Bidding for Firms
分析政府为吸引企业而提供投资激励的竞争现象,认为当公共服务平均成本定价导致边际成本低于税收时,补贴可促进产业高效选址,而非零和博弈。
Recently, Toyota sought a plant location in the United States. The $800-million plant will employ 3000 workers, and numerous states offered Toyota generous investment incentives, hoping this would induce Toyota to select their state. The Commonwealth of Kentucky won this competition, but the price was high: the present value of the payments exceeds $125 million. The payment of investment incentives for the Toyota plant is not unique. In 1976 Pennsylvania paid $75 million to attract a Volkswagen plan,; Nissan, Honda, and Mazda received generous investment incentives when locating plants in the United States. And this bidding is not limited to states.

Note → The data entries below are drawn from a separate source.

//! Password login against the hosted auth API.
//!
//! There is a single admin account. The first login with a fresh project
//! fails with "Invalid login credentials", in which case the account is
//! created with the same password.

use async_trait::async_trait;
use serde::Deserialize;
use tracing::{debug, info, instrument, warn};
use wpp_core::{AuthOutcome, AuthProvider, Identity, UserId};

use crate::client::check;
use crate::{CloudClient, CloudError};

const INVALID_CREDENTIALS: &str = "Invalid login credentials";

/// Shortest accepted admin password, in characters.
pub const MIN_PASSWORD_CHARS: usize = 6;

/// An authenticated session.
#[derive(Debug, Clone, PartialEq, Eq)]
pub struct Session {
    /// Missing when sign-up succeeded but the account awaits confirmation.
    pub access_token: Option<String>,
    pub user: Identity,
}

/// Token and sign-up responses. Sign-up without auto-confirm returns the
/// bare user object instead of a session.
#[derive(Debug, Deserialize)]
struct AuthResponse {
    access_token: Option<String>,
    user: Option<AuthUser>,
    id: Option<String>,
    email: Option<String>,
}

#[derive(Debug, Deserialize)]
struct AuthUser {
    id: String,
    email: Option<String>,
}

impl AuthResponse {
    fn into_session(self) -> Option<Session> {
        let user = match self.user {
            Some(user) => user,
            None => AuthUser {
                id: self.id?,
                email: self.email,
            },
        };

        Some(Session {
            access_token: self.access_token,
            user: Identity {
                id: UserId::new(user.id),
                email: user.email,
            },
        })
    }
}

impl CloudClient {
    /// Password grant for the admin account.
    ///
    /// # Errors
    /// Returns the backend's rejection or a transport error.
    #[instrument(skip_all)]
    pub async fn try_sign_in(&self, password: &str) -> Result<Session, CloudError> {
        let url = format!("{}?grant_type=password", self.auth_url("token"));
        self.credentials_request(url, password).await
    }

    /// Create the admin account.
    ///
    /// # Errors
    /// Returns the backend's rejection or a transport error.
    #[instrument(skip_all)]
    pub async fn try_sign_up(&self, password: &str) -> Result<Session, CloudError> {
        self.credentials_request(self.auth_url("signup"), password)
            .await
    }

    /// Revoke the current access token.
    ///
    /// # Errors
    /// Returns the backend's rejection or a transport error.
    #[instrument(skip_all)]
    pub async fn try_sign_out(&self) -> Result<(), CloudError> {
        let response = self.post(self.auth_url("logout")).send().await?;
        check(response).await?;
        Ok(())
    }

    async fn credentials_request(&self, url: String, password: &str) -> Result<Session, CloudError> {
        let body = serde_json::json!({
            "email": self.config.admin_email,
            "password": password,
        });
        debug!(%url, request = %wpp_telemetry::redact(&body), "Auth request");

        let response = self.post(url).json(&body).send().await?;
        let parsed: AuthResponse = check(response).await?.json().await?;
        parsed
            .into_session()
            .ok_or_else(|| CloudError::Decode("auth response carries no user".into()))
    }

    fn store_session(&self, session: Session) {
        *self.session.write() = Some(session);
    }
}

fn outcome_message(err: &CloudError) -> String {
    match err {
        CloudError::Api { message, .. } if !message.is_empty() => message.clone(),
        other => other.to_string(),
    }
}

#[async_trait]
impl AuthProvider for CloudClient {
    async fn authenticate(&self, secret: &str) -> AuthOutcome {
        // Checked before any request: a failed first login signs up with this secret.
        if secret.chars().count() < MIN_PASSWORD_CHARS {
            warn!("Password too short, not contacting the backend");
            return AuthOutcome::failure(format!(
                "Password must be at least {MIN_PASSWORD_CHARS} characters"
            ));
        }

        match self.try_sign_in(secret).await {
            Ok(session) => {
                info!(user = %session.user.id, "Logged in");
                self.store_session(session);
                AuthOutcome::success()
            }
            Err(CloudError::Api { message, .. }) if message.contains(INVALID_CREDENTIALS) => {
                match self.try_sign_up(secret).await {
                    Ok(session) => {
                        info!(user = %session.user.id, "Admin account created and logged in");
                        self.store_session(session);
                        AuthOutcome::success()
                    }
                    Err(e) => {
                        warn!(error = %e, "Sign-up failed");
                        AuthOutcome::failure(outcome_message(&e))
                    }
                }
            }
            Err(e) => {
                warn!(error = %e, "Login failed");
                AuthOutcome::failure(outcome_message(&e))
            }
        }
    }

    async fn end_session(&self) {
        let has_token = self
            .session
            .read()
            .as_ref()
            .is_some_and(|s| s.access_token.is_some());

        if has_token {
            if let Err(e) = self.try_sign_out().await {
                warn!(error = %e, "Logout request failed, clearing session locally");
            }
        }

        *self.session.write() = None;
        info!("Logged out");
    }

    /// The signed-in user. `None` until a session carries an access token,
    /// which a sign-up awaiting confirmation does not.
    async fn current_user(&self) -> Option<Identity> {
        self.session
            .read()
            .as_ref()
            .filter(|s| s.access_token.is_some())
            .map(|s| s.user.clone())
    }
}
//! Remote control queue (`remote_commands`) and status row (`bot_status`).

use async_trait::async_trait;
use chrono::Utc;
use serde::Serialize;
use tracing::{debug, error, instrument, warn};
use wpp_core::{BotStatus, CommandSource, RemoteCommand, UserId};

use crate::client::check;
use crate::{CloudClient, CloudError};

const COMMANDS_TABLE: &str = "remote_commands";
const STATUS_TABLE: &str = "bot_status";

#[derive(Serialize)]
struct StatusRow<'a> {
    user_id: &'a UserId,
    #[serde(flatten)]
    status: &'a BotStatus,
    updated_at: String,
}

impl CloudClient {
    /// Unprocessed commands for the user, oldest first.
    ///
    /// # Errors
    /// Returns the backend's rejection or a transport error.
    #[instrument(skip(self), fields(user = %user_id))]
    pub async fn try_list_unprocessed(&self, user_id: &UserId) -> Result<Vec<RemoteCommand>, CloudError> {
        let response = self
            .get(self.rest_url(COMMANDS_TABLE))
            .query(&[
                ("select", "*".to_string()),
                ("user_id", format!("eq.{user_id}")),
                ("processed", "eq.false".to_string()),
                ("order", "created_at.asc".to_string()),
            ])
            .send()
            .await?;

        let commands: Vec<RemoteCommand> = check(response).await?.json().await?;
        debug!(count = commands.len(), "Fetched pending commands");
        Ok(commands)
    }

    /// Flag one command as handled.
    ///
    /// # Errors
    /// Returns the backend's rejection or a transport error.
    #[instrument(skip(self))]
    pub async fn try_mark_processed(&self, command_id: &str) -> Result<(), CloudError> {
        let response = self
            .patch(self.rest_url(COMMANDS_TABLE))
            .query(&[("id", format!("eq.{command_id}"))])
            .json(&serde_json::json!({ "processed": true }))
            .send()
            .await?;

        check(response).await?;
        Ok(())
    }

    /// Upsert the user's status row.
    ///
    /// # Errors
    /// Returns the backend's rejection or a transport error.
    #[instrument(skip(self, status), fields(user = %user_id))]
    pub async fn try_publish_status(&self, user_id: &UserId, status: &BotStatus) -> Result<(), CloudError> {
        let row = StatusRow {
            user_id,
            status,
            updated_at: Utc::now().to_rfc3339(),
        };

        let response = self
            .post(self.rest_url(STATUS_TABLE))
            .query(&[("on_conflict", "user_id")])
            .header("Prefer", "resolution=merge-duplicates")
            .json(&row)
            .send()
            .await?;

        check(response).await?;
        Ok(())
    }
}

#[async_trait]
impl CommandSource for CloudClient {
    async fn list_unprocessed(&self, user_id: &UserId) -> Vec<RemoteCommand> {
        self.try_list_unprocessed(user_id).await.unwrap_or_else(|e| {
            warn!(error = %e, "Failed to fetch pending commands");
            Vec::new()
        })
    }

    async fn mark_processed(&self, command_id: &str) {
        if let Err(e) = self.try_mark_processed(command_id).await {
            warn!(command_id, error = %e, "Failed to mark command processed");
        }
    }

    async fn publish_status(&self, user_id: &UserId, status: &BotStatus) {
        if let Err(e) = self.try_publish_status(user_id, status).await {
            error!(error = %e, "Failed to publish bot status");
        }
    }
}

#[cfg(test)]
mod tests {
    use super::*;

    #[test]
    fn test_status_row_is_flat() {
        let user_id = UserId::new("u-1");
        let status = BotStatus {
            is_paused: true,
            queue_length: 4,
            completed_count: 2,
            failed_count: 1,
            current_item: Some("Post A".into()),
        };
        let row = StatusRow {
            user_id: &user_id,
            status: &status,
            updated_at: "2026-03-01T10:00:00+00:00".into(),
        };

        let json = serde_json::to_value(&row).unwrap();
        assert_eq!(json["user_id"], "u-1");
        assert_eq!(json["isPaused"], true);
        assert_eq!(json["queueLength"], 4);
        assert_eq!(json["completedCount"], 2);
        assert_eq!(json["failedCount"], 1);
        assert_eq!(json["currentItem"], "Post A");
        assert!(json.get("updated_at").is_some());
        assert!(json.get("is_paused").is_none());
        assert!(json.get("status").is_none());
    }
}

To attract the headquarters of the Presbyterian Church (USA), with its 1300 jobs and $38 million annual payroll, civic leaders in Louisville, Kentucky, offered the church a warehouse and $6.2 million for renovation of the structure, bidding the church away from Kansas City, Missouri.' In this paper, we contend that this competition may result from the average cost pricing of publicly provided goods and services.2 When the marginal cost of providing a firm and its workers with public services is less than the tax revenue they generate, a government may offer the firm subsidies that reduce the distortions the average cost pricing of the public service creates. Thus, this competition for industry is not a zero-sum game where the subsidies are only transfers from the government to the firm. Rather, these subsidies may facilitate the efficient location of industry.